#### INFORMATION GIVEN

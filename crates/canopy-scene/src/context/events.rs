// Copyright 2025 eraflo
//
// Licensed under the Apache License, Version 2.0 (the "License");
// you may not use this file except in compliance with the License.
// You may obtain a copy of the License at
//
//     http://www.apache.org/licenses/LICENSE-2.0
//
// Unless required by applicable law or agreed to in writing, software
// distributed under the License is distributed on an "AS IS" BASIS,
// WITHOUT WARRANTIES OR CONDITIONS OF ANY KIND, either express or implied.
// See the License for the specific language governing permissions and
// limitations under the License.

//! Input events and the context that dispatches them.

use crate::context::PhaseContext;
use canopy_core::math::{Extent2D, Vec2};

#[derive(Debug, Clone, Copy, PartialEq, Eq, Hash)]
pub enum MouseButton {
    Left,
    Middle,
    Right,
}

/// A keyboard key, by the character it produces or its name.
#[derive(Debug, Clone, PartialEq, Eq, Hash)]
pub enum Key {
    Character(String),
    Named(String),
}

/// A window-system event, independent of the windowing library.
#[derive(Debug, Clone, PartialEq)]
pub enum InputEvent {
    MousePressed { button: MouseButton, position: Vec2 },
    MouseReleased { button: MouseButton, position: Vec2 },
    /// Cursor position in window pixels.
    MouseMoved { position: Vec2 },
    /// Scroll amount in lines; positive is away from the user.
    MouseWheel { delta: f32 },
    KeyPressed(Key),
    KeyReleased(Key),
    Resized(Extent2D),
}

/// Carries one event through the tree.
#[derive(Debug)]
pub struct EventHandler<'a> {
    event: &'a InputEvent,
    redraw_requested: bool,
    state: (),
}

impl PhaseContext for EventHandler<'_> {
    type State = ();

    fn state_mut(&mut self) -> &mut Self::State {
        &mut self.state
    }
}

impl<'a> EventHandler<'a> {
    pub fn new(event: &'a InputEvent) -> Self {
        Self {
            event,
            redraw_requested: false,
            state: (),
        }
    }

    pub fn event(&self) -> &InputEvent {
        self.event
    }

    /// Asks the caller to redraw once the event has been dispatched.
    pub fn request_redraw(&mut self) {
        self.redraw_requested = true;
    }

    pub fn redraw_requested(&self) -> bool {
        self.redraw_requested
    }
}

########

• _PROBLEM TO WORK ON_
Without leaving anything out, transcribe the records above exactly.

• _SOLUTION BELOW_
filename crates/canopy-scene/src/context/events.rs
// Copyright 2025 eraflo
//
// Licensed under the Apache License, Version 2.0 (the "License");
// you may not use this file except in compliance with the License.
// You may obtain a copy of the License at
//
//     http://www.apache.org/licenses/LICENSE-2.0
//
// Unless required by applicable law or agreed to in writing, software
// distributed under the License is distributed on an "AS IS" BASIS,
// WITHOUT WARRANTIES OR CONDITIONS OF ANY KIND, either express or implied.
// See the License for the specific language governing permissions and
// limitations under the License.

//! Input events and the context that dispatches them.

use crate::context::PhaseContext;
use canopy_core::math::{Extent2D, Vec2};

#[derive(Debug, Clone, Copy, PartialEq, Eq, Hash)]
pub enum MouseButton {
    Left,
    Middle,
    Right,
}

/// A keyboard key, by the character it produces or its name.
#[derive(Debug, Clone, PartialEq, Eq, Hash)]
pub enum Key {
    Character(String),
    Named(String),
}

/// A window-system event, independent of the windowing library.
#[derive(Debug, Clone, PartialEq)]
pub enum InputEvent {
    MousePressed { button: MouseButton, position: Vec2 },
    MouseReleased { button: MouseButton, position: Vec2 },
    /// Cursor position in window pixels.
    MouseMoved { position: Vec2 },
    /// Scroll amount in lines; positive is away from the user.
    MouseWheel { delta: f32 },
    KeyPressed(Key),
    KeyReleased(Key),
    Resized(Extent2D),
}

/// Carries one event through the tree.
#[derive(Debug)]
pub struct EventHandler<'a> {
    event: &'a InputEvent,
    redraw_requested: bool,
    state: (),
}

impl PhaseContext for EventHandler<'_> {
    type State = ();

    fn state_mut(&mut self) -> &mut Self::State {
        &mut self.state
    }
}

impl<'a> EventHandler<'a> {
    pub fn new(event: &'a InputEvent) -> Self {
        Self {
            event,
            redraw_requested: false,
            state: (),
        }
    }

    pub fn event(&self) -> &InputEvent {
        self.event
    }

    /// Asks the caller to redraw once the event has been dispatched.
    pub fn request_redraw(&mut self) {
        self.redraw_requested = true;
    }

    pub fn redraw_requested(&self) -> bool {
        self.redraw_requested
    }
}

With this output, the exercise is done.